Nick produced a fix for this, and then Tim added a function that fixed the problem also for people that had already converted to 4.1.1 of Gramps. But this still left the problem that Debian and Ubuntu users were going very soon upgrade to 4.1.1 without the fix, and both Debian and Ubuntu are in freeze mode before they issue their next release.
With the help of Tim & Paul from the Gramps project, I was able to patch the version of Gramps (4.1.1) in Debian, and convince the Release Team to unblock the Debian freeze for this fix so that it would be part of the soon to be released Jessie. Then I also submitted a bug, and got this version of Gramps synced to Ubuntu Vivid (15.04).
So hopefully, things will go much smoother for Gramps users upgrading to the new Debian and Ubuntu in the next few months.
Wow – it has been a while since my last post. I must have been busy! So here is a summary of what Debian work I have been doing over the last few weeks.
Adopting the abcmidi package had been on my to-do list for a long time. I had a little trouble fixing the upstream makefile so that the recommended hardening options could be enabled, but eventually I cracked it and did a request for sponsorship. After returning from a short holiday in Poland, I found that James Cowgill had done a pretty thorough review of the package, and that I had quite a few things to fix. He also pointed out that a new release had been made since I submitted the RFS. So the first step was to import the latest version, and then to produce the missing manual page for abcmatch.
Then I was distracted by the latest Gramps release (4.1.1) which fixed a few bugs, and that I wanted to get it into Jessie before the Freeze (which was only a 2 days away). Thankfully IOhannes was ready and sponsored its upload in time.
The next day I found that Tobias Frost had spotted abcmidi, and kindly uploaded it (but missed Jame’s review). So then the rush was on to fix the other major problem with abcmidi, which was the failing clean target. I got myself in a bit of a muddle in the rush to fix it, but Tobias was helped out and we got there. So now I am the new maintainer for abcmidi!
Then I could breathe a sigh of relief, because Jessie was frozen, and only Release Critical bug fixes will be allowed in.

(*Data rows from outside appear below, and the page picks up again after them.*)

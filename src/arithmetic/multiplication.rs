//!
//! Multiplication algorithms for digit slices
//!

use crate::bigdigit::DigitVec;

use super::{add_carry_into_slice, split_wide_digit};


/// Schoolbook product of two digit slices
///
/// Result is normalized (no zeros at the significant end).
///
#[inline]
pub(crate) fn multiply_digit_slices(a: &[u8], b: &[u8], radix: u8) -> DigitVec {
    let mut result = DigitVec::from_zero_count(a.len() + b.len());
    multiply_digit_slices_into(a, b, radix, &mut result);
    return result;
}

/// Accumulate product of 'a' and 'b' into zero-filled 'result'
fn multiply_digit_slices_into(a: &[u8], b: &[u8], radix: u8, result: &mut DigitVec) {
    debug_assert!(result.len() >= a.len() + b.len());
    debug_assert!(result.is_zero());

    for (ia, &digit_a) in a.iter().enumerate() {
        if digit_a == 0 {
            continue;
        }

        let mut carry = 0u8;
        for (ib, &digit_b) in b.iter().enumerate() {
            let dest = &mut result.digits[ia + ib];
            let prod = digit_a as u32 * digit_b as u32 + *dest as u32 + carry as u32;
            let (hi, lo) = split_wide_digit(prod, radix);
            *dest = lo;
            carry = hi;
        }

        let overflow = add_carry_into_slice(&mut result.digits[ia + b.len()..], carry, radix);
        debug_assert_eq!(overflow, 0);
    }

    result.remove_significant_zeros();
}


#[cfg(test)]
mod test_multiply_digit_slices {
    use super::*;

    macro_rules! impl_test {
        ($radix:literal: [$($a:literal),*] [$($b:literal),*] == [$($c:literal),*]) => {{
            let a: &[u8] = &[$($a),*];
            let b: &[u8] = &[$($b),*];
            let expected: &[u8] = &[$($c),*];

            let v = multiply_digit_slices(a, b, $radix);
            assert_eq!(v.as_slice(), expected);

            let commutes = multiply_digit_slices(b, a, $radix);
            assert_eq!(commutes.as_slice(), expected);
        }};
    }

    #[test]
    fn test_0_0() {
        impl_test!(10: [0] [0] == [0]);
    }

    #[test]
    fn test_5_5() {
        impl_test!(10: [5] [5] == [5, 2]);
    }

    #[test]
    fn test_7_22_truncates() {
        impl_test!(10: [7, 0] [2, 2, 0, 0] == [4, 5, 1]);
    }

    #[test]
    fn test_254_791() {
        impl_test!(10: [4, 5, 2] [1, 9, 7] == [4, 1, 9, 0, 0, 2]);
    }

    #[test]
    fn test_base36_half() {
        // "2" * "i" = "10" (2 * 18 = 36)
        impl_test!(36: [2] [18] == [0, 1]);
    }

    #[test]
    fn test_base64_max_digits() {
        // 63 * 63 = 3969 = 62 * 64 + 1
        impl_test!(64: [63] [63] == [1, 62]);
        impl_test!(64: [63, 63] [63, 63] == [1, 0, 62, 63]);
    }
}
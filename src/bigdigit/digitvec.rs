//! Digit vectors (little-endian, one digit per element)

use crate::stdlib::Vec;
use crate::stdlib::iter;


/// Vector of digits, interpreted as the magnitude of an integer
///
/// Index zero holds the least significant digit. The radix is not
/// stored here; it belongs to the numeral system of the owning integer.
///
#[derive(Clone, Debug, Default, PartialEq, Eq, Hash)]
pub(crate) struct DigitVec {
    pub digits: Vec<u8>,
}

impl DigitVec {
    /// Create new vector
    #[cfg(test)]
    pub fn new() -> Self {
        Self::from_vec(Vec::new())
    }

    /// Create new vector with capacity
    pub fn with_capacity(n: usize) -> Self {
        Self::from_vec(Vec::with_capacity(n))
    }

    /// construct from vector of digits
    pub fn from_vec(v: Vec<u8>) -> Self {
        Self {
            digits: v,
        }
    }

    /// allocate with n digits and fill with zeros
    pub fn from_zero_count(n: usize) -> Self {
        Self::from_vec(vec![0; n])
    }

    /// The canonical magnitude of zero: a single zero digit
    pub fn zero() -> Self {
        Self::from_vec(vec![0])
    }

    /// The magnitude of one
    pub fn one() -> Self {
        Self::from_vec(vec![1])
    }

    /// Number of digits in the vector
    pub fn len(&self) -> usize {
        self.digits.len()
    }

    /// True if no digit is non-zero
    pub fn is_zero(&self) -> bool {
        self.digits.iter().all(|&d| d == 0)
    }

    /// True if this is exactly the single digit one
    pub fn is_one(&self) -> bool {
        self.digits.as_slice() == [1]
    }

    /// Remove all digits
    pub fn clear(&mut self) {
        self.digits.clear()
    }

    /// Append digit at the most significant end
    pub fn push_significant_digit(&mut self, d: u8) {
        self.digits.push(d)
    }

    /// Borrow inner vector as slice of digits
    pub fn as_slice(&self) -> &[u8] {
        self.digits.as_slice()
    }

    /// Digit at position 'idx' (least significant is zero), zero beyond the end
    pub fn digit_at(&self, idx: usize) -> u8 {
        self.digits.get(idx).copied().unwrap_or(0)
    }

    /// Iterate digits from most to least significant
    pub fn iter_significant_first(&self) -> impl Iterator<Item=&u8> + '_ {
        self.digits.iter().rev()
    }

    /// Remove zeros at the most significant end, keeping at least one digit
    pub fn remove_significant_zeros(&mut self) {
        match self.digits.iter().rposition(|&d| d != 0) {
            Some(idx) => self.digits.truncate(idx + 1),
            None => {
                self.digits.clear();
                self.digits.push(0);
            }
        }
    }

    /// Copy of this vector with 'n' zeros inserted at the least significant end
    pub fn shifted_left(&self, n: usize) -> Self {
        let mut result = Self::with_capacity(self.len() + n);
        result.digits.extend(iter::repeat(0).take(n));
        result.digits.extend_from_slice(&self.digits);
        result
    }

    /// Copy of this vector with the 'n' least significant digits removed
    ///
    /// Removing every digit leaves zero.
    ///
    pub fn shifted_right(&self, n: usize) -> Self {
        if n >= self.len() {
            return Self::zero();
        }
        Self::from_vec(self.digits[n..].to_vec())
    }

    /// True if the 'n' least significant digits are all zero
    pub fn is_zero_below(&self, n: usize) -> bool {
        self.digits.iter().take(n).all(|&d| d == 0)
    }

    /// Number of zero digits at the least significant end, at most 'limit'
    pub fn count_insignificant_zeros(&self, limit: usize) -> usize {
        self.digits.iter().take(limit).take_while(|&&d| d == 0).count()
    }
}


#[cfg(test)]
mod test {
    use super::*;

    #[test]
    fn remove_significant_zeros() {
        let mut v = DigitVec::from_vec(vec![1, 2, 0, 0]);
        v.remove_significant_zeros();
        assert_eq!(v.as_slice(), &[1, 2]);
    }

    #[test]
    fn remove_significant_zeros_all_zero() {
        let mut v = DigitVec::from_zero_count(4);
        v.remove_significant_zeros();
        assert_eq!(v, DigitVec::zero());

        let mut v = DigitVec::new();
        v.remove_significant_zeros();
        assert_eq!(v, DigitVec::zero());
    }

    #[test]
    fn shifted_left() {
        let v = DigitVec::from_vec(vec![5, 4, 3, 2, 1]);
        assert_eq!(v.shifted_left(2).as_slice(), &[0, 0, 5, 4, 3, 2, 1]);
        assert_eq!(v.shifted_left(0), v);
    }

    #[test]
    fn shifted_right() {
        let v = DigitVec::from_vec(vec![5, 4, 3, 2, 1]);
        assert_eq!(v.shifted_right(2).as_slice(), &[3, 2, 1]);
        assert_eq!(v.shifted_right(5), DigitVec::zero());
        assert_eq!(v.shifted_right(9), DigitVec::zero());
    }

    #[test]
    fn digit_at() {
        let v = DigitVec::from_vec(vec![7, 8]);
        assert_eq!(v.digit_at(0), 7);
        assert_eq!(v.digit_at(1), 8);
        assert_eq!(v.digit_at(2), 0);
    }

    #[test]
    fn iter_significant_first() {
        let v = DigitVec::from_vec(vec![3, 2, 1]);
        let digits: Vec<u8> = v.iter_significant_first().copied().collect();
        assert_eq!(digits, [1, 2, 3]);
    }

    #[test]
    fn count_insignificant_zeros() {
        let v = DigitVec::from_vec(vec![0, 0, 0, 4]);
        assert_eq!(v.count_insignificant_zeros(2), 2);
        assert_eq!(v.count_insignificant_zeros(10), 3);
        assert!(v.is_zero_below(3));
        assert!(!v.is_zero_below(4));
    }
}
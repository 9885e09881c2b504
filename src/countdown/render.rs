use std::time::Duration;

use chrono::{DateTime, Utc};
use serde::Serialize;
use tracing::{debug, info};

use super::breakdown::Breakdown;
use super::phase::Phase;
use super::ring::{RingRatios, RingScale, RingUnit};
use super::schedule::{Boundary, Schedule};
use super::ticker::TickOutcome;
use crate::error::RenderError;

/// Register button state for the phases that define one.
#[derive(Debug, Clone, PartialEq, Eq, Serialize)]
pub struct ButtonState {
    pub enabled: bool,
    pub label: &'static str,
}

impl ButtonState {
    pub fn for_phase(phase: Phase) -> Option<Self> {
        match phase {
            Phase::Registration => Some(Self {
                enabled: true,
                label: "Register Now",
            }),
            Phase::AwaitingEvent => Some(Self {
                enabled: false,
                label: "Registration Closed",
            }),
            // Nothing defined for the later phases: leave the button as is.
            Phase::AwaitingReveal | Phase::Live => None,
        }
    }
}

/// Everything a renderer needs for one tick. Built fresh and thrown away.
#[derive(Debug, Clone, PartialEq, Serialize)]
pub struct RenderState {
    pub phase: Phase,
    pub title: &'static str,
    /// Boundary being counted down to. `None` when live or unreachable.
    pub target: Option<DateTime<Utc>>,
    /// Time left until `target`, never negative.
    #[serde(serialize_with = "serialize_millis")]
    pub remaining: Option<Duration>,
    pub breakdown: Option<Breakdown>,
    pub button: Option<ButtonState>,
    pub rings: RingRatios,
}

impl RenderState {
    /// Map `(now, schedule)` to what should be on screen.
    pub fn compute(now: DateTime<Utc>, schedule: &Schedule, scale: &RingScale) -> Self {
        let phase = Phase::at(now, schedule);
        let target = phase.target(schedule).and_then(|b| b.instant());

        let remaining = target.map(|t| {
            // The phase guard keeps this positive; clamp anyway.
            let ms = (t - now).num_milliseconds().max(0) as u64;
            Duration::from_millis(ms)
        });
        let breakdown = remaining.map(Breakdown::from_duration);
        let rings = breakdown
            .as_ref()
            .map(|b| RingRatios::from_breakdown(b, scale))
            .unwrap_or_default();

        Self {
            phase,
            title: phase.title(),
            target,
            remaining,
            breakdown,
            button: ButtonState::for_phase(phase),
            rings,
        }
    }

    /// True when the active target failed to parse and can never be reached.
    pub fn is_frozen(&self) -> bool {
        !self.phase.is_terminal() && self.target.is_none()
    }
}

fn serialize_millis<S: serde::Serializer>(d: &Option<Duration>, s: S) -> Result<S::Ok, S::Error> {
    match d {
        Some(d) => s.serialize_some(&(d.as_millis() as u64)),
        None => s.serialize_none(),
    }
}

/// Where the countdown writes its output.
///
/// Ports that lack an element return `RenderError::MissingElement`; the
/// countdown skips that field and carries on.
pub trait RenderPort {
    fn set_title(&mut self, title: &str) -> Result<(), RenderError>;

    /// `None` means the active target can never be reached; the port should
    /// drop whatever time it was showing.
    fn set_remaining(&mut self, breakdown: Option<&Breakdown>) -> Result<(), RenderError>;

    fn set_button_state(&mut self, _button: &ButtonState) -> Result<(), RenderError> {
        Err(RenderError::MissingElement("register-button"))
    }

    fn set_ring_fill(&mut self, _unit: RingUnit, _ratio: f64) -> Result<(), RenderError> {
        Err(RenderError::MissingElement("ring"))
    }

    /// Called once when the event goes live.
    fn hide_countdown(&mut self) -> Result<(), RenderError>;
}

/// Write one state to a port, field by field.
pub fn present<P: RenderPort + ?Sized>(state: &RenderState, port: &mut P) {
    skip_missing(port.set_title(state.title));

    if state.phase.is_terminal() {
        skip_missing(port.hide_countdown());
        return;
    }

    if let Some(button) = &state.button {
        skip_missing(port.set_button_state(button));
    }

    skip_missing(port.set_remaining(state.breakdown.as_ref()));

    for unit in RingUnit::ALL {
        if let Err(e) = port.set_ring_fill(unit, state.rings.get(unit)) {
            // One missing ring usually means all of them are.
            debug!(error = %e, "skipping ring output");
            break;
        }
    }
}

fn skip_missing(result: Result<(), RenderError>) {
    if let Err(e) = result {
        debug!(error = %e, "skipping output field");
    }
}

/// The phased event countdown.
///
/// Holds the schedule read at startup and remembers only whether it has
/// already gone live, so repeated ticks after that are no-ops.
pub struct PhaseCountdown {
    schedule: Schedule,
    scale: RingScale,
    last_phase: Option<Phase>,
    finished: bool,
}

impl PhaseCountdown {
    pub fn new(schedule: Schedule, scale: RingScale) -> Self {
        if let Boundary::Unreachable = schedule.reveal_time {
            info!("reveal time unreachable; countdown will not go live");
        }
        Self {
            schedule,
            scale,
            last_phase: None,
            finished: false,
        }
    }

    pub fn schedule(&self) -> &Schedule {
        &self.schedule
    }

    /// Pure evaluation, no side effects.
    pub fn evaluate(&self, now: DateTime<Utc>) -> RenderState {
        RenderState::compute(now, &self.schedule, &self.scale)
    }

    pub fn is_finished(&self) -> bool {
        self.finished
    }

    /// One timer tick: compute, hand the result to the port, and tell the
    /// timer whether to keep going.
    pub fn tick<P: RenderPort + ?Sized>(&mut self, now: DateTime<Utc>, port: &mut P) -> TickOutcome {
        if self.finished {
            return TickOutcome::Stop;
        }

        let state = self.evaluate(now);
        if self.last_phase != Some(state.phase) {
            info!(phase = ?state.phase, target = ?state.target, "phase changed");
            self.last_phase = Some(state.phase);
        }
        debug!(remaining = ?state.remaining, "tick");

        present(&state, port);

        if state.phase.is_terminal() {
            self.finished = true;
            info!("event is live, stopping countdown");
            TickOutcome::Stop
        } else {
            TickOutcome::Continue
        }
    }
}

The next weekend I packed my bags (and my family) off to Göteborg, Sweden for FSCONS. This was my first Free Software conference, and I was a little nervous at first. After attending a few very interesting presentations, I went to the Debian DIY room and introduced myself to Per Andersson. Per has been doing an excellent job of trying to forge a Debian Community in the Nordic Region. On the Saturday evening, there was a Key Signing party and I collected many keys, including several Debian Developers like Per. This is a necessary part of becoming a Debian Maintainer. Per gave an excellent run down on the Debian Junior Blend. As my son uses Dou Dou Linux on his computer sometimes (which is a very similar concept – and based on Debian), I made a mental note to help out at sometime in the future. Unfortunately I had to leave before the end, but on the last day Per chaired a session on how to move forward with the Nordic Community idea. There were a lot of positive vibes about the idea, and I hope it takes off.
When I got home, I signed all the keys I had received and uploaded all the signatures sent to me over the next week or so. Once I had enough signatures, I was able to apply to be a Debian Maintainer. Andreas Tille and IOhannes Zmölnig supported the application with some very kind words, and eventually the application was approved. My key is now in the Debian Maintainers keyring, and I am officially a Debian Maintainer – yey!